The Court in the Bakke and Bollinger cases, though capable of issuing a majority ruling, has been quite in conflict over the rationale for the decisions, with multiple opinions for the majority ruling being written.

In forming your opinion of these case, please do not overlook the obvious. If there are people equally qualified on an objective basis (class rankings, test scores, etc.) there simply must be a subjective element or elements to be a tie-breaker when openings are limited.

In the current case in Texas, there are eight potential tie breakers.

My personal experience may be somewhat instructive.

In early 1976 I applied to WVU’s College of Law for admission. At the time, as it was explained to me, applicants were placed in one of three categories.

Group A had combined undergraduate grades and Law School Admissions Test (LSAT) scores above a certain point on the scale established by the school and were automatically admitted.

Group B had a combined score below a cutoff point on that same scale and were automatically rejected.

Group C (the great unwashed) fell somewhere in between. I was in that group.

My undergraduate degree in 1969 was accompanied by a grade point average slightly below the collective IQ of Rush Limbaugh dittoheads. (it was a 2.0) My LSAT score was in the 99th percentile, that is, only 1 % of other test takers had exceeded it.

Among options available to persuade the admissions committee of one’s worthiness if in Group C was an interview with the dean. I chose that option.

Precisely, my interview was with the then acting dean and one of the professors. Along with other questions I was asked this, ” It is obvious you have the raw potential to do well. But you had that potential seven years ago and did not live up to it. Why should we believe you will do so now?”

My answer was to admit my prior immaturity and lack of focus in my studies. I informed them that I was getting married in the summer. My wife-to-be had given me great support in trying to become a lawyer, my long time dream. I pointed out that my recent activities and my pending marriage demonstrated much greater maturity on my part than I had exhibited 7 years earlier.

The suckers bought it! No, they were not suckers but I did get my notice of acceptance soon afterward.

Now were they looking for another white guy? Doubtful since women were still a distinct minority in law schools at that time and since the number of blacks admitted in my class just about matched the percentage of blacks in the state. Perhaps they wanted older students to mix in. At 29 when I started I was certainly that.

I don’t know for certain.
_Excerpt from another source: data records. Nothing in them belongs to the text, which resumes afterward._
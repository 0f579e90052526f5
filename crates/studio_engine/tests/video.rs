mod common;

use std::sync::Arc;
use std::time::Duration;

use common::{
    done_with, done_without_result, network_error, RecordingSink, ScriptedApi, StaticFetcher,
};
use studio_engine::{
    decode_data_uri, run_video_job, EngineEvent, FlowError, Stage, VideoFlowSettings, VideoJob,
};
use tokio_util::sync::CancellationToken;

fn settings() -> VideoFlowSettings {
    VideoFlowSettings {
        poll_interval: Duration::from_secs(10),
        caption_interval: Duration::from_secs(7),
    }
}

#[tokio::test(start_paused = true)]
async fn job_is_delivered_after_reschedules() {
    let api = ScriptedApi::with_polls(vec![
        Ok(VideoJob::pending("operations/op1")),
        Ok(VideoJob::pending("operations/op1")),
        Ok(done_with("https://files.example/clip")),
    ]);
    let fetcher = StaticFetcher::ok(b"mp4-bytes", None);
    let sink = RecordingSink::default();
    let cancel = CancellationToken::new();

    let delivery = run_video_job(&api, &fetcher, 1, "a drone shot", &settings(), &cancel, &sink)
        .await
        .unwrap();

    assert_eq!(delivery.polls, 3);
    assert_eq!(sink.poll_attempts(), vec![1, 2]);
    let decoded = decode_data_uri(&delivery.data_uri).unwrap();
    assert_eq!(decoded.mime_type, "video/mp4");
    assert_eq!(decoded.bytes, b"mp4-bytes");
    assert_eq!(fetcher.urls(), vec!["https://files.example/clip".to_string()]);

    // Pending for 20s: captions at 7s and 14s.
    assert_eq!(sink.caption_ticks(), 2);

    let stages: Vec<Stage> = sink
        .events()
        .into_iter()
        .filter_map(|event| match event {
            EngineEvent::Progress { stage, .. } => Some(stage),
            _ => None,
        })
        .collect();
    assert_eq!(stages.first(), Some(&Stage::Submitting));
    assert_eq!(stages.last(), Some(&Stage::Done));
}

#[tokio::test(start_paused = true)]
async fn done_on_first_poll_is_never_rescheduled() {
    let api = ScriptedApi::with_polls(vec![Ok(done_with("https://files.example/clip"))]);
    let fetcher = StaticFetcher::ok(b"x", Some("video/webm"));
    let sink = RecordingSink::default();

    let delivery = run_video_job(
        &api,
        &fetcher,
        1,
        "p",
        &settings(),
        &CancellationToken::new(),
        &sink,
    )
    .await
    .unwrap();

    assert_eq!(delivery.polls, 1);
    assert!(sink.poll_attempts().is_empty());
    assert_eq!(sink.caption_ticks(), 0);
    assert!(delivery.data_uri.starts_with("data:video/webm;base64,"));
}

#[tokio::test(start_paused = true)]
async fn done_without_locator_fails_and_skips_fetch() {
    let api = ScriptedApi::with_polls(vec![
        Ok(VideoJob::pending("operations/op1")),
        Ok(done_without_result()),
    ]);
    let fetcher = StaticFetcher::ok(b"x", None);
    let sink = RecordingSink::default();

    let err = run_video_job(
        &api,
        &fetcher,
        1,
        "p",
        &settings(),
        &CancellationToken::new(),
        &sink,
    )
    .await
    .unwrap_err();

    assert_eq!(err, FlowError::NoResult);
    assert_eq!(err.to_string(), "no result produced despite completion");
    assert!(fetcher.urls().is_empty());
    assert_eq!(sink.poll_attempts(), vec![1]);
}

#[tokio::test(start_paused = true)]
async fn submission_failure_never_polls() {
    let api = ScriptedApi {
        submit_error: Some(network_error()),
        ..ScriptedApi::default()
    };
    let fetcher = StaticFetcher::ok(b"x", None);
    let sink = RecordingSink::default();

    let err = run_video_job(
        &api,
        &fetcher,
        1,
        "p",
        &settings(),
        &CancellationToken::new(),
        &sink,
    )
    .await
    .unwrap_err();

    assert!(matches!(err, FlowError::SubmissionFailed(_)));
    assert_eq!(api.polls_made(), 0);
}

#[tokio::test(start_paused = true)]
async fn poll_failure_is_terminal() {
    let api = ScriptedApi::with_polls(vec![
        Ok(VideoJob::pending("operations/op1")),
        Err(network_error()),
    ]);
    let fetcher = StaticFetcher::ok(b"x", None);
    let sink = RecordingSink::default();

    let err = run_video_job(
        &api,
        &fetcher,
        1,
        "p",
        &settings(),
        &CancellationToken::new(),
        &sink,
    )
    .await
    .unwrap_err();

    assert!(matches!(err, FlowError::PollFailed(_)));
    assert_eq!(api.polls_made(), 2);
}

#[tokio::test(start_paused = true)]
async fn fetch_failure_is_terminal() {
    let api = ScriptedApi::with_polls(vec![Ok(done_with("https://files.example/clip"))]);
    let fetcher = StaticFetcher::failing();
    let sink = RecordingSink::default();

    let err = run_video_job(
        &api,
        &fetcher,
        1,
        "p",
        &settings(),
        &CancellationToken::new(),
        &sink,
    )
    .await
    .unwrap_err();

    assert!(matches!(err, FlowError::FetchFailed(_)));
}

#[tokio::test(start_paused = true)]
async fn cancel_stops_polling_and_captions() {
    let api = Arc::new(ScriptedApi::default());
    let fetcher = Arc::new(StaticFetcher::ok(b"x", None));
    let sink = Arc::new(RecordingSink::default());
    let cancel = CancellationToken::new();

    let task = {
        let (api, fetcher, sink, cancel) =
            (api.clone(), fetcher.clone(), sink.clone(), cancel.clone());
        tokio::spawn(async move {
            run_video_job(
                api.as_ref(),
                fetcher.as_ref(),
                1,
                "p",
                &settings(),
                &cancel,
                sink.as_ref(),
            )
            .await
        })
    };

    tokio::time::sleep(Duration::from_secs(25)).await;
    cancel.cancel();
    let result = task.await.unwrap();
    assert_eq!(result, Err(FlowError::Cancelled));

    let polls = api.polls_made();
    let ticks = sink.caption_ticks();
    assert!(polls >= 2);
    assert!(ticks >= 3);

    tokio::time::sleep(Duration::from_secs(60)).await;
    assert_eq!(api.polls_made(), polls);
    assert_eq!(sink.caption_ticks(), ticks);
    assert!(fetcher.urls().is_empty());
}
//! Server-sent-events decoding for streamed model replies.

use std::collections::VecDeque;
use std::pin::Pin;

use bytes::Bytes;
use futures_util::stream::{self, BoxStream};
use futures_util::{Stream, StreamExt};

use crate::wire::GenerateContentResponse;
use crate::{ApiError, FailureKind};

/// Incremental SSE parser. Bytes may be split anywhere, including inside a
/// UTF-8 sequence; only complete lines are interpreted.
#[derive(Debug, Default)]
pub struct SseDecoder {
    buffer: Vec<u8>,
    data: Vec<String>,
}

impl SseDecoder {
    pub fn new() -> Self {
        Self::default()
    }

    /// Feeds raw bytes and returns the data payload of every event completed by them.
    pub fn feed(&mut self, bytes: &[u8]) -> Vec<String> {
        self.buffer.extend_from_slice(bytes);
        let mut events = Vec::new();
        while let Some(pos) = self.buffer.iter().position(|b| *b == b'\n') {
            let line: Vec<u8> = self.buffer.drain(..=pos).collect();
            let line = String::from_utf8_lossy(&line[..line.len() - 1]);
            let line = line.strip_suffix('\r').unwrap_or(&line);
            if let Some(event) = self.process_line(line) {
                events.push(event);
            }
        }
        events
    }

    /// Flushes a trailing event that was not terminated by a blank line.
    pub fn finish(&mut self) -> Vec<String> {
        let mut events = Vec::new();
        if !self.buffer.is_empty() {
            let rest = std::mem::take(&mut self.buffer);
            let line = String::from_utf8_lossy(&rest);
            let line = line.strip_suffix('\r').unwrap_or(&line).to_string();
            if let Some(event) = self.process_line(&line) {
                events.push(event);
            }
        }
        if let Some(event) = self.dispatch() {
            events.push(event);
        }
        events
    }

    fn process_line(&mut self, line: &str) -> Option<String> {
        if line.is_empty() {
            return self.dispatch();
        }
        if line.starts_with(':') {
            return None;
        }
        let (field, value) = match line.split_once(':') {
            Some((field, value)) => (field, value.strip_prefix(' ').unwrap_or(value)),
            None => (line, ""),
        };
        if field == "data" {
            self.data.push(value.to_string());
        }
        None
    }

    fn dispatch(&mut self) -> Option<String> {
        if self.data.is_empty() {
            return None;
        }
        let payload = self.data.join("\n");
        self.data.clear();
        Some(payload)
    }
}

struct TextStreamState {
    bytes: Pin<Box<dyn Stream<Item = Result<Bytes, ApiError>> + Send>>,
    decoder: SseDecoder,
    pending: VecDeque<Result<String, ApiError>>,
    done: bool,
}

impl TextStreamState {
    fn push_payloads(&mut self, payloads: Vec<String>) {
        for payload in payloads {
            if payload.trim() == "[DONE]" {
                continue;
            }
            match serde_json::from_str::<GenerateContentResponse>(&payload) {
                Ok(response) => {
                    let text = response.text();
                    if !text.is_empty() {
                        self.pending.push_back(Ok(text));
                    }
                }
                Err(err) => self
                    .pending
                    .push_back(Err(ApiError::new(FailureKind::Decode, err.to_string()))),
            }
        }
    }
}

/// Turns an SSE byte stream of generate-content responses into text chunks.
/// The stream ends after the first transport error.
pub fn decode_text_stream<S>(bytes: S) -> BoxStream<'static, Result<String, ApiError>>
where
    S: Stream<Item = Result<Bytes, ApiError>> + Send + 'static,
{
    let state = TextStreamState {
        bytes: Box::pin(bytes),
        decoder: SseDecoder::new(),
        pending: VecDeque::new(),
        done: false,
    };
    stream::unfold(state, |mut state| async move {
        loop {
            if let Some(item) = state.pending.pop_front() {
                return Some((item, state));
            }
            if state.done {
                return None;
            }
            match state.bytes.next().await {
                Some(Ok(chunk)) => {
                    let payloads = state.decoder.feed(&chunk);
                    state.push_payloads(payloads);
                }
                Some(Err(err)) => {
                    state.done = true;
                    state.pending.push_back(Err(err));
                }
                None => {
                    state.done = true;
                    let payloads = state.decoder.finish();
                    state.push_payloads(payloads);
                }
            }
        }
    })
    .boxed()
}
//! Long-running video job: submit, poll until done, download, encode.
//!
//! Phases:
//!
//! * pending: poll; a `done=false` snapshot schedules the next poll after
//!   [`VideoFlowSettings::poll_interval`].
//! * done: the snapshot must carry a locator, otherwise the job failed.
//! * fetching: download the locator and turn it into a `data:` URI.
//!
//! While pending, a caption tick is emitted every
//! [`VideoFlowSettings::caption_interval`]. Ticks are cosmetic. The poll
//! timer and the caption timer share the job's cancellation token, so
//! cancelling it stops both.

use std::future::Future;
use std::time::Duration;

use studio_logging::{studio_debug, studio_info};
use tokio::time::{Instant, Interval, MissedTickBehavior};
use tokio_util::sync::CancellationToken;

use crate::api::GenerationApi;
use crate::data_uri::{encode_data_uri, payload_mime};
use crate::fetch::{Fetcher, ProgressSink};
use crate::{EngineEvent, FlowError, JobResult, RequestId, Stage, VideoJob};

const FALLBACK_VIDEO_MIME: &str = "video/mp4";

#[derive(Debug, Clone)]
pub struct VideoFlowSettings {
    pub poll_interval: Duration,
    pub caption_interval: Duration,
}

impl Default for VideoFlowSettings {
    fn default() -> Self {
        Self {
            poll_interval: Duration::from_secs(10),
            caption_interval: Duration::from_secs(7),
        }
    }
}

/// Where a poll snapshot leads.
#[derive(Debug, Clone, PartialEq, Eq)]
pub enum JobPhase {
    Pending(VideoJob),
    Fetching { locator: String },
    Failed(FlowError),
}

/// Classifies a poll snapshot. Only a `done` snapshot can leave the pending phase.
pub fn classify(job: VideoJob) -> JobPhase {
    if !job.done {
        return JobPhase::Pending(job);
    }
    match job.result {
        Some(JobResult::Locator(locator)) if !locator.trim().is_empty() => {
            JobPhase::Fetching { locator }
        }
        Some(JobResult::Error(message)) => JobPhase::Failed(FlowError::JobFailed(message)),
        Some(JobResult::Locator(_)) | None => JobPhase::Failed(FlowError::NoResult),
    }
}

#[derive(Debug, Clone, PartialEq, Eq)]
pub struct VideoDelivery {
    pub data_uri: String,
    pub polls: u32,
    pub byte_len: u64,
}

/// Runs one video job to a terminal outcome.
pub async fn run_video_job(
    api: &dyn GenerationApi,
    fetcher: &dyn Fetcher,
    request_id: RequestId,
    prompt: &str,
    settings: &VideoFlowSettings,
    cancel: &CancellationToken,
    sink: &dyn ProgressSink,
) -> Result<VideoDelivery, FlowError> {
    sink.emit(EngineEvent::Progress {
        request_id,
        stage: Stage::Submitting,
        bytes: None,
    });
    let mut captions = caption_timer(settings.caption_interval);

    let mut job = while_pending(
        api.submit_video(prompt),
        &mut captions,
        cancel,
        sink,
        request_id,
    )
    .await?
    .map_err(FlowError::SubmissionFailed)?;
    studio_info!("Video job {} submitted as {}", request_id, job.handle);

    let mut polls = 0u32;
    let locator = loop {
        sink.emit(EngineEvent::Progress {
            request_id,
            stage: Stage::Pending,
            bytes: None,
        });
        let snapshot = while_pending(api.poll_video(&job), &mut captions, cancel, sink, request_id)
            .await?
            .map_err(FlowError::PollFailed)?;
        polls += 1;

        match classify(snapshot) {
            JobPhase::Pending(next) => {
                job = next;
                studio_debug!(
                    "Video job {} not done after poll {}; next in {:?}",
                    request_id,
                    polls,
                    settings.poll_interval
                );
                sink.emit(EngineEvent::PollScheduled {
                    request_id,
                    attempt: polls,
                });
                while_pending(
                    tokio::time::sleep(settings.poll_interval),
                    &mut captions,
                    cancel,
                    sink,
                    request_id,
                )
                .await?;
            }
            JobPhase::Fetching { locator } => break locator,
            JobPhase::Failed(err) => return Err(err),
        }
    };
    drop(captions);
    studio_info!("Video job {} done after {} polls", request_id, polls);

    let url = api.result_url(&locator).map_err(FlowError::FetchFailed)?;
    let output = tokio::select! {
        biased;
        _ = cancel.cancelled() => return Err(FlowError::Cancelled),
        fetched = fetcher.fetch(request_id, &url, sink) => fetched.map_err(FlowError::FetchFailed)?,
    };

    sink.emit(EngineEvent::Progress {
        request_id,
        stage: Stage::Encoding,
        bytes: Some(output.metadata.byte_len),
    });
    let mime = payload_mime(output.metadata.content_type.as_deref(), FALLBACK_VIDEO_MIME);
    let data_uri = encode_data_uri(&output.bytes, &mime);
    sink.emit(EngineEvent::Progress {
        request_id,
        stage: Stage::Done,
        bytes: Some(output.metadata.byte_len),
    });

    Ok(VideoDelivery {
        data_uri,
        polls,
        byte_len: output.metadata.byte_len,
    })
}

fn caption_timer(period: Duration) -> Interval {
    let period = period.max(Duration::from_millis(1));
    let mut timer = tokio::time::interval_at(Instant::now() + period, period);
    timer.set_missed_tick_behavior(MissedTickBehavior::Delay);
    timer
}

/// Drives `fut` while emitting caption ticks, until it completes or the job is cancelled.
async fn while_pending<F: Future>(
    fut: F,
    captions: &mut Interval,
    cancel: &CancellationToken,
    sink: &dyn ProgressSink,
    request_id: RequestId,
) -> Result<F::Output, FlowError> {
    tokio::pin!(fut);
    loop {
        tokio::select! {
            biased;
            _ = cancel.cancelled() => return Err(FlowError::Cancelled),
            out = &mut fut => return Ok(out),
            _ = captions.tick() => sink.emit(EngineEvent::CaptionTick { request_id }),
        }
    }
}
I do know I justified their faith in me, carrying a good grade point average while working two jobs, being married and having our first son, and serving as president of my law fraternity.

My own example has nothing to do with affirmative action. It is an example of how other factors enter into an admissions decision.

Look at the University of Texas standards again. Race is only one of them and carries no more weight than being the child of a single parent. So long as that holds true, I believe affirmative action of that nature should be sustained.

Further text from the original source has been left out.